Burkina Faso: Election président du CSC du 31 mai 2022 - " Il n'y a pas de doute quant à la légalité du P-V " (Tribunal administratif)

Après avoir dénoncé des vices de procédure dans la démission d'Abdoulazize Bamogo à la veille du scrutin du 31 mai 2022 qui l'a porté à la tête du Conseil supérieur de la communication (CSC), Marie Danielle Bougaïré a déposé une plainte devant le juge administratif pour, dans un premier temps, demander la suspension du procès-verbal de l'élection et, dans un second temps, son annulation pure et simple. La procédure de référé-suspension, c'est-à-dire le premier volet de l'affaire, a été examinée le vendredi 24 juin dernier à Ouagadougou par le tribunal administratif. Au terme d'échanges contradictoires entre les avocats des deux parties, la juridiction a affirmé qu'il n'y a pas de doute quant à la légalité du P-V en question et a par conséquent débouté la plaignante de sa demande de suspension.

Suite à la démission de Mathias Tankoano, l'intérim de la présidence du CSC, jusqu'à l'élection du 31 mai 2022, était assuré par le vice-président, Abdoulazize Bamogo. C'est pour empêcher que le président du Faso prenne un décret confirmant l'élection de celui-ci comme patron de l'institution que la plaignante, Marie Danielle Bougaïré, a saisi le tribunal administratif.

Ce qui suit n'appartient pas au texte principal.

#![doc = include_str!("../README.md")]
//!
//! ## Technical Overview
//!
//! Demultiplexer for DVD-Video discs: IFO navigation, VOB program streams
//! and MPEG-2 elementary video.
//!
//! ### Disc Organization
//!
//! **Information files**: `VIDEO_TS.IFO` describes the Video Manager and
//! lists the title sets; each `VTS_nn_0.IFO` holds the program chains, cell
//! playback information and cell addresses of one title set.
//!
//! **Object files**: `VIDEO_TS.VOB`, `VTS_nn_0.VOB` and `VTS_nn_1..9.VOB` are
//! MPEG-2 program streams cut in 2048-byte sectors. Every VOBU starts with a
//! navigation pack whose PCI and DSI packets identify the cell being played.
//!
//! ### Timing
//!
//! Cells are laid out back to back in (VOB id, cell id) order; only cells
//! actually met in the stream advance the timeline. PES timestamps are
//! rebased on the first packet of each cell and handed to writers in
//! milliseconds.
//!
//! ## Quick Start
//!
//! 1. Load the disc with [`disc::DiscContent::open`]
//! 2. Open the object files of a pass with [`disc::blocks::VobSet::open`]
//! 3. Register per-stream writers in a [`process::demux::CompositeDemuxWriter`]
//! 4. Run the pass with [`process::vob::VobParser::run`]
//!
//! ```rust,no_run
//! use dvdvideo::disc::DiscContent;
//! use dvdvideo::disc::blocks::{VobDomain, VobSet};
//! use dvdvideo::process::demux::CompositeDemuxWriter;
//! use dvdvideo::process::vob::VobParser;
//! use dvdvideo::process::writer::Writer;
//! use std::path::Path;
//!
//! let mut disc = DiscContent::open(Path::new("/mnt/dvd"), log::Level::Error)?;
//! let vobs = VobSet::open(disc.video_ts(), 1, VobDomain::Title)?;
//!
//! let mut demux = CompositeDemuxWriter::default();
//! let _ = demux.add(0xE0, Writer::video(Path::new("VTS01"), 25.0), "");
//!
//! if let Some(title) = disc.title_mut(1) {
//!     let mut parser = VobParser::new(vobs);
//!     parser.run(title.cells_mut(false), &mut demux, |_| {})?;
//!     title.cells_mut(false).arrange();
//! }
//! demux.finalize()?;
//! # Ok::<(), Box<dyn std::error::Error>>(())
//! ```

/// Disc access.
///
/// - **Information files** ([`disc`]): `VIDEO_TS` lookup and the
///   per-title content model
/// - **Object files** ([`disc::blocks`]): sector access over the VOB files
///   of one domain
pub mod disc;

/// Processing of a title pass.
///
/// 1. **VOB demux** ([`process::vob`]): navigation packs, cell boundaries and
///    PES routing.
///
/// 2. **Writers** ([`process::demux`], [`process::writer`]): per-stream output
///    files and timecodes.
///
/// 3. **MPEG-2 video** ([`process::chunk`], [`process::m2v`]): start-code
///    chunking and presentation-order reconstruction.
///
/// 4. **Chapters** ([`process::chapters`]): chapter hierarchy of a pass.
pub mod process;

/// Data structures representing DVD-Video format components.
///
/// - **IFO tables** ([`structs::ifo`]): management tables, PGCs, cell addresses
/// - **Cells** ([`structs::cell`]): playback timeline
/// - **Navigation** ([`structs::nav`]): PCI and DSI packets
/// - **Program stream** ([`structs::pes`]): pack and PES headers
/// - **MPEG-2 video** ([`structs::mpeg`]): sequence, GOP and picture headers
/// - **Time** ([`structs::time`]): BCD playback times and frame rates
/// - **Languages** ([`structs::language`]): ISO 639 names
pub mod structs;

/// Utility functions and supporting infrastructure.
///
/// - **Sector cursor** ([`utils::sector`]): bounds-checked sector reads
/// - **Bitstream I/O** ([`utils::bitstream_io`]): Bit-level reading
/// - **Byte order** ([`utils::byteorder`]): fixed binary headers
/// - **Error Handling** ([`utils::errors`]): Error types
/// - **WAV** ([`utils::wav`]): RIFF output for linear PCM
pub mod utils;
impl Pgcit {
    fn parse(t: &Table) -> Result<Self, IfoError> {
        let nr = t.u16(0)? as usize;
        let srps = (0..nr)
            .map(|i| {
                let at = 8 + i * 8;
                let b1 = t.u8(at + 1)?;
                let start = t.u32(at + 4)? as usize;
                Ok(PgciSrp {
                    entry_id: t.u8(at)?,
                    block_mode: b1 >> 6,
                    block_type: (b1 >> 4) & 0x03,
                    ptl_id_mask: t.u16(at + 2)?,
                    pgc: Pgc::parse(&t.at("PGC", start))?,
                })
            })
            .collect::<Result<_, IfoError>>()?;
        Ok(Self { srps })
    }
}

/// Menu language unit.
#[derive(Debug, Clone, PartialEq, Eq)]
pub struct LanguageUnit {
    pub lang_code: u16,
    pub lang_extension: u8,
    pub exists: u8,
    pub pgcit: Pgcit,
}

#[derive(Debug, Clone, Default, PartialEq, Eq)]
pub struct PgciUt {
    pub lus: Vec<LanguageUnit>,
}

impl PgciUt {
    fn parse(t: &Table) -> Result<Self, IfoError> {
        let nr = t.u16(0)? as usize;
        let lus = (0..nr)
            .map(|i| {
                let at = 8 + i * 8;
                let start = t.u32(at + 4)? as usize;
                Ok(LanguageUnit {
                    lang_code: t.u16(at)?,
                    lang_extension: t.u8(at + 2)?,
                    exists: t.u8(at + 3)?,
                    pgcit: Pgcit::parse(&t.at("menu PGCIT", start))?,
                })
            })
            .collect::<Result<_, IfoError>>()?;
        Ok(Self { lus })
    }
}

/// Cell address table entry.
#[derive(Debug, Clone, Copy, Default, PartialEq, Eq)]
pub struct CellAddress {
    pub vob_id: u16,
    pub cell_id: u8,
    pub start_sector: u32,
    pub last_sector: u32,
}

Selon elle et son avocat, Me Armand Bouyain, le nouveau promu ne pouvait pas se présenter à la candidature de la présidence du Conseil, puisqu'au moment du vote il était toujours vice-président du CSC. De leur avis, Abdoulazize Bamogo devait d'abord notifier sa démission de ce poste au chef de l'Etat. Chose que contestent les conseils de M. Bamogo qui estiment que cela n'est pas consacré par une loi et n'est pas une pratique habituelle au CSC.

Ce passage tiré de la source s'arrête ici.